┌────────

//! Market Data
//!
//! Abstraction over daily price history sources.

mod mock;
mod yahoo;

pub use mock::MockMarketData;
pub use yahoo::YahooMarketData;

use async_trait::async_trait;

use crate::error::Result;
use crate::model::PriceBar;

/// History window requested from a provider
#[derive(Clone, Copy, Debug, PartialEq, Eq)]
pub enum Lookback {
    OneWeek,
    OneYear,
}

impl Lookback {
    /// Range string understood by the chart API
    pub fn as_range(&self) -> &'static str {
        match self {
            Lookback::OneWeek => "7d",
            Lookback::OneYear => "1y",
        }
    }

    /// Approximate number of calendar days covered
    pub fn days(&self) -> i64 {
        match self {
            Lookback::OneWeek => 7,
            Lookback::OneYear => 365,
        }
    }
}

/// Market data provider trait (Strategy pattern)
///
/// An unknown symbol yields `Ok` with an empty series; only transport or
/// decoding problems are errors.
#[async_trait]
pub trait MarketDataProvider: Send + Sync {
    /// Daily bars for `symbol`, oldest first
    async fn history(&self, symbol: &str, lookback: Lookback) -> Result<Vec<PriceBar>>;

    /// Provider name
    fn name(&self) -> &str;
}
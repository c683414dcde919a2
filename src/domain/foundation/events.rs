//! Event infrastructure for domain event publishing.
//!
//! - `EventId` - Unique identifier for events (deduplication)
//! - `EventMetadata` - Tracing and correlation context
//! - `EventEnvelope` - Transport wrapper for domain events
//! - `DomainEvent` - Trait that all domain events implement
//! - `domain_event!` - Macro to simplify DomainEvent implementations

use serde::{Deserialize, Serialize};
use serde_json::Value as JsonValue;
use std::fmt;
use uuid::Uuid;

use super::{DomainError, ErrorCode, Timestamp};

/// Trait that all domain events must implement.
///
/// Provides the contract for event identification, routing, ordering, and versioning.
/// Use the `domain_event!` macro to implement this trait with minimal boilerplate.
pub trait DomainEvent: Send + Sync {
    /// Returns the event type string (e.g., "decision.published.v1").
    fn event_type(&self) -> &'static str;

    /// Returns the ID of the aggregate that emitted this event.
    fn aggregate_id(&self) -> String;

    /// Returns the type of aggregate (e.g., "Decision", "TeamHierarchy").
    fn aggregate_type(&self) -> &'static str;

    /// Returns when the event occurred.
    fn occurred_at(&self) -> Timestamp;

    /// Returns the unique ID for this event instance.
    fn event_id(&self) -> EventId;
}

/// Extension trait that provides `to_envelope()` for serializable domain events.
pub trait SerializableDomainEvent: DomainEvent + Serialize {
    /// Converts this domain event into an `EventEnvelope` for transport.
    fn to_envelope(&self) -> Result<EventEnvelope, DomainError> {
        let payload = serde_json::to_value(self).map_err(|e| {
            DomainError::new(
                ErrorCode::InternalError,
                format!("Failed to serialize {}: {}", self.event_type(), e),
            )
        })?;
        let event_type = self.event_type().to_string();
        let schema_version = EventEnvelope::extract_version(&event_type);

        Ok(EventEnvelope {
            event_id: self.event_id(),
            event_type,
            schema_version,
            aggregate_id: self.aggregate_id(),
            aggregate_type: self.aggregate_type().to_string(),
            occurred_at: self.occurred_at(),
            payload,
            metadata: EventMetadata::default(),
        })
    }
}

impl<T: DomainEvent + Serialize> SerializableDomainEvent for T {}

/// Macro to implement DomainEvent trait with minimal boilerplate.
///
/// ```ignore
/// domain_event!(
///     DecisionPublishedEvent,
///     event_type = "decision.published.v1",
///     aggregate_id = decision_id,
///     aggregate_type = "Decision",
///     occurred_at = published_at,
///     event_id = event_id
/// );
/// ```
#[macro_export]
macro_rules! domain_event {
    (
        $event_name:ident,
        event_type = $event_type:expr,
        aggregate_id = $agg_id_field:ident,
        aggregate_type = $agg_type:expr,
        occurred_at = $occurred_field:ident,
        event_id = $event_id_field:ident
    ) => {
        impl $crate::domain::foundation::DomainEvent for $event_name {
            fn event_type(&self) -> &'static str {
                $event_type
            }

            fn aggregate_id(&self) -> String {
                self.$agg_id_field.to_string()
            }

            fn aggregate_type(&self) -> &'static str {
                $agg_type
            }

            fn occurred_at(&self) -> $crate::domain::foundation::Timestamp {
                self.$occurred_field
            }

            fn event_id(&self) -> $crate::domain::foundation::EventId {
                self.$event_id_field.clone()
            }
        }
    };
}

pub use crate::domain_event;

/// Unique identifier for events (used for deduplication).
#[derive(Debug, Clone, PartialEq, Eq, Hash, Serialize, Deserialize)]
#[serde(transparent)]
pub struct EventId(String);

impl EventId {
    /// Creates a new random EventId using UUID v4.
    pub fn new() -> Self {
        Self(Uuid::new_v4().to_string())
    }

    /// Creates an EventId from an existing string.
    pub fn from_string(s: impl Into<String>) -> Self {
        Self(s.into())
    }

    /// Returns the inner string slice.
    pub fn as_str(&self) -> &str {
        &self.0
    }
}

impl Default for EventId {
    fn default() -> Self {
        Self::new()
    }
}

impl fmt::Display for EventId {
    fn fmt(&self, f: &mut fmt::Formatter<'_>) -> fmt::Result {
        write!(f, "{}", self.0)
    }
}

/// Metadata for tracing and correlation.
#[derive(Debug, Clone, Default, PartialEq, Eq, Serialize, Deserialize)]
pub struct EventMetadata {
    /// ID linking related events across a single user request.
    #[serde(skip_serializing_if = "Option::is_none")]
    pub correlation_id: Option<String>,

    /// User who initiated the action that led to this event.
    #[serde(skip_serializing_if = "Option::is_none")]
    pub user_id: Option<String>,
}

/// Transport envelope for domain events.
#[derive(Debug, Clone, Serialize, Deserialize)]
pub struct EventEnvelope {
    /// Unique ID for this event instance.
    pub event_id: EventId,

    /// Event type for routing (e.g., "decision.published.v1").
    pub event_type: String,

    /// Schema version number (extracted from event_type).
    pub schema_version: u32,

    /// ID of the aggregate that emitted this event.
    pub aggregate_id: String,

    /// Type of aggregate (e.g., "Decision").
    pub aggregate_type: String,

    /// When the event occurred.
    pub occurred_at: Timestamp,

    /// Event-specific payload as JSON.
    pub payload: JsonValue,

    /// Tracing and correlation metadata.
    pub metadata: EventMetadata,
}

impl EventEnvelope {
    /// Extracts version number from event_type string, defaulting to 1.
    pub(crate) fn extract_version(event_type: &str) -> u32 {
        event_type
            .rsplit_once(".v")
            .and_then(|(_, version_str)| version_str.parse::<u32>().ok())
            .unwrap_or(1)
    }

    /// Add correlation ID for request tracing.
    pub fn with_correlation_id(mut self, id: impl Into<String>) -> Self {
        self.metadata.correlation_id = Some(id.into());
        self
    }

    /// Add user ID for audit.
    pub fn with_user_id(mut self, id: impl Into<String>) -> Self {
        self.metadata.user_id = Some(id.into());
        self
    }

    /// Deserialize payload to a specific event type.
    pub fn payload_as<T: for<'de> Deserialize<'de>>(&self) -> Result<T, serde_json::Error> {
        serde_json::from_value(self.payload.clone())
    }
}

└────────

• [TASK]: All lines from the first line of the listing above through the line containing "only transport or" are to be retyped exactly. Leave out any other line.

• [TASK OUTPUT]:
//! Market Data
//!
//! Abstraction over daily price history sources.

mod mock;
mod yahoo;

pub use mock::MockMarketData;
pub use yahoo::YahooMarketData;

use async_trait::async_trait;

use crate::error::Result;
use crate::model::PriceBar;

/// History window requested from a provider
#[derive(Clone, Copy, Debug, PartialEq, Eq)]
pub enum Lookback {
    OneWeek,
    OneYear,
}

impl Lookback {
    /// Range string understood by the chart API
    pub fn as_range(&self) -> &'static str {
        match self {
            Lookback::OneWeek => "7d",
            Lookback::OneYear => "1y",
        }
    }

    /// Approximate number of calendar days covered
    pub fn days(&self) -> i64 {
        match self {
            Lookback::OneWeek => 7,
            Lookback::OneYear => 365,
        }
    }
}

/// Market data provider trait (Strategy pattern)
///
/// An unknown symbol yields `Ok` with an empty series; only transport or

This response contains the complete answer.